IndexTTS2:情感丰富且时长可控的自回归零样本文本转语音技术突破

IndexTTS2

摘要

现有的自回归大规模文本转语音(TTS)模型在语音自然度方面具有优势,但其逐字处理的生成机制使得精确控制合成语音的时长变得困难。这在需要严格音画同步的应用场景中,例如视频配音,成为显著的限制。

本文介绍了IndexTTS2,提出了一种新颖、通用且与自回归模型兼容的语音时长控制方法。

该方法支持两种生成模式:一种明确指定生成的音素数量以精确控制语音时长;另一种则无需指定音素数量,以自回归方式自由生成语音,同时忠实再现输入提示中的韵律特征。

此外,IndexTTS2实现了情感表达与说话人身份的解耦,从而能够独立控制音色和情感。在零样本场景下,模型可以准确地重建目标音色(来自音色提示),同时完美还原指定的情感基调(来自风格提示)。

为提升高度情感化表达下的语音清晰度,我们引入了GPT潜在表征,并设计了一种全新的三阶段训练范式,以增强生成语音的稳定性。另外,为了降低情感控制的门槛,我们基于通义千问的微调,设计了一套基于文本描述的软指令机制,有效引导生成符合预期情感倾向的语音。

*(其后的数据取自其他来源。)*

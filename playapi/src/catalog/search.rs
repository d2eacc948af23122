//! Search with continuation-token pagination.

use tracing::debug;

use super::{quote, take_payload, PlayApi};
use crate::error::{ApiResult, ProtocolError};
use crate::proto::SearchResponse;
use crate::transport::Transport;

/// Most continuation pages a single search follows.
pub const MAX_SEARCH_PAGES: usize = 100;

impl<T: Transport> PlayApi<T> {
    /// Searches apps, following continuation pages until at least
    /// `desired_count` hits are collected.
    ///
    /// Pages are merged by appending their result containers, so
    /// [`SearchResponse::items`] yields hits in server order. Fewer hits
    /// than requested come back when the server runs out of pages. A server
    /// that keeps issuing continuation tokens past [`MAX_SEARCH_PAGES`]
    /// fails with [`ProtocolError::PaginationLimit`].
    pub fn search(
        &mut self,
        query: &str,
        desired_count: usize,
        offset: Option<u32>,
    ) -> ApiResult<SearchResponse> {
        let mut path = format!("search?c=3&q={}", quote(query));
        if let Some(o) = offset {
            path.push_str(&format!("&o={}", o));
        }

        let mut merged = self.search_page(&path)?;
        let mut collected = page_hits(&merged);
        let mut next = merged.next_page_url().map(str::to_string);
        let mut pages_followed = 0;

        while collected < desired_count {
            let Some(next_path) = next.take() else {
                break;
            };
            if pages_followed == MAX_SEARCH_PAGES {
                return Err(ProtocolError::PaginationLimit {
                    pages: pages_followed + 1,
                }
                .into());
            }

            let page = self.search_page(&next_path)?;
            pages_followed += 1;
            if page.doc.is_empty() {
                debug!(path = %next_path, "Empty search page, stopping");
                break;
            }

            collected += page_hits(&page);
            next = page.next_page_url().map(str::to_string);
            debug!(collected, desired_count, "Merged search page");
            merge_page(&mut merged, page);
        }

        Ok(merged)
    }

    fn search_page(&mut self, path: &str) -> ApiResult<SearchResponse> {
        let message = self.executor.execute(path, None)?;
        take_payload(message, "search", "searchResponse", |p| p.search_response)
    }
}

/// Hits counted toward `desired_count`: the children of the page's first
/// result container. Further containers on the same page are kept in the
/// merged result but do not advance the count.
fn page_hits(page: &SearchResponse) -> usize {
    page.doc.first().map_or(0, |container| container.child.len())
}

/// Appends a later page to the merged result. Scalar fields keep the
/// first page's values.
fn merge_page(merged: &mut SearchResponse, page: SearchResponse) {
    merged.doc.extend(page.doc);
    merged.bucket.extend(page.bucket);
}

最后,多组实验结果表明,IndexTTS2在词错误率、说话人相似度以及情感保真度等方面均优于当前最先进的零样本TTS模型。音频示例可在以下链接查看:IndexTTS2演示页

提示:如需更详细的信息,请联系作者。商业使用及合作事宜,请发送邮件至indexspeech@bilibili.com

感受IndexTTS2

IndexTTS2:语音的未来,现已生成

IndexTTS2演示

点击图片观看IndexTTS2介绍视频。

联系方式

QQ群:663272642(No.4) 1013410623(No.5)
Discord:https://discord.gg/uT32E7KDmy
邮箱:indexspeech@bilibili.com
欢迎大家加入我们的社区! 🌏
欢迎大家来交流讨论!

[!CAUTION] 感谢您对bilibili indextts项目的大力支持! 请注意,核心团队维护的唯一官方渠道是:https://github.com/index-tts/index-tts其他任何网站或服务均非官方,我们无法保证其安全性、准确性或及时性。 如需最新动态,请务必参考此官方仓库。

📣 更新

  • 2025/09/08 🔥🔥🔥 我们向全球发布IndexTTS-2
    • 首个具备精确合成时长控制功能的自回归TTS模型,支持可控与不可控两种模式。本次发布尚未启用该功能。
    • 该模型实现了高度情感化的语音合成,并通过多种输入模态实现了情感可控能力。
  • 2025/05/14 🔥🔥 我们发布了IndexTTS-1.5,显著提升了模型的稳定性和英语表现。
  • 2025/03/25 🔥 我们发布了包含模型权重和推理代码的IndexTTS-1.0
  • 2025/02/12 🔥 我们将论文提交至arXiv,并公开了演示和测试数据集。

🖥️ 神经网络架构

我们最先进语音模型——IndexTTS2的架构概览:

IndexTTS2的主要贡献总结如下:

  • 我们提出了一种适用于自回归TTS模型的时长适配方案。IndexTTS2是首个将精确时长控制与自然时长生成相结合的自回归零样本TTS模型,且该方法可扩展应用于任何自回归大规模TTS模型。
  • 将情感和说话人相关特征从输入提示中解耦,并设计了一种特征融合策略,以在情感丰富的表达中保持语义流畅和发音清晰。此外,我们还开发了一款利用自然语言描述进行情感控制的工具,方便用户操作。
  • 针对缺乏高度情感化语音数据的问题,我们提出了一种有效的训练策略,显著提升了零样本TTS的情感表现力,达到当前最先进水平(SOTA)。
  • 我们将公开代码和预训练权重,以促进未来的研究和实际应用。

模型下载

HuggingFace ModelScope
😁 IndexTTS-2 IndexTTS-2
IndexTTS-1.5 IndexTTS-1.5
IndexTTS IndexTTS

使用说明

⚙️ 环境设置

  1. 请确保您的系统已安装 gitgit-lfs

同时,还需在当前用户账户中启用 Git-LFS 插件:

git lfs install
  1. 克隆本仓库:
git clone https://github.com/index-tts/index-tts.git && cd index-tts
git lfs pull  # 下载大型文件
  1. 安装 uv 包管理器。 这是构建可靠、现代化开发环境的必要条件。

[!TIP] 快速简便的安装方法:

您可以通过多种方式在本地安装 uv 命令行工具。请参阅上方链接以获取所有选项。或者,如果您希望采用更快速简便的方式,可以直接运行:

pip install -U uv

[!WARNING] 我们仅支持使用 uv 进行安装。其他工具如 condapip 并不能保证正确安装所需的依赖版本。如果不使用 uv,您几乎肯定会遇到随机性错误、报错信息、缺失 GPU 加速以及其他各种问题。因此,请勿就非标准安装方式提出任何问题,因为这些问题大多属于无效范畴。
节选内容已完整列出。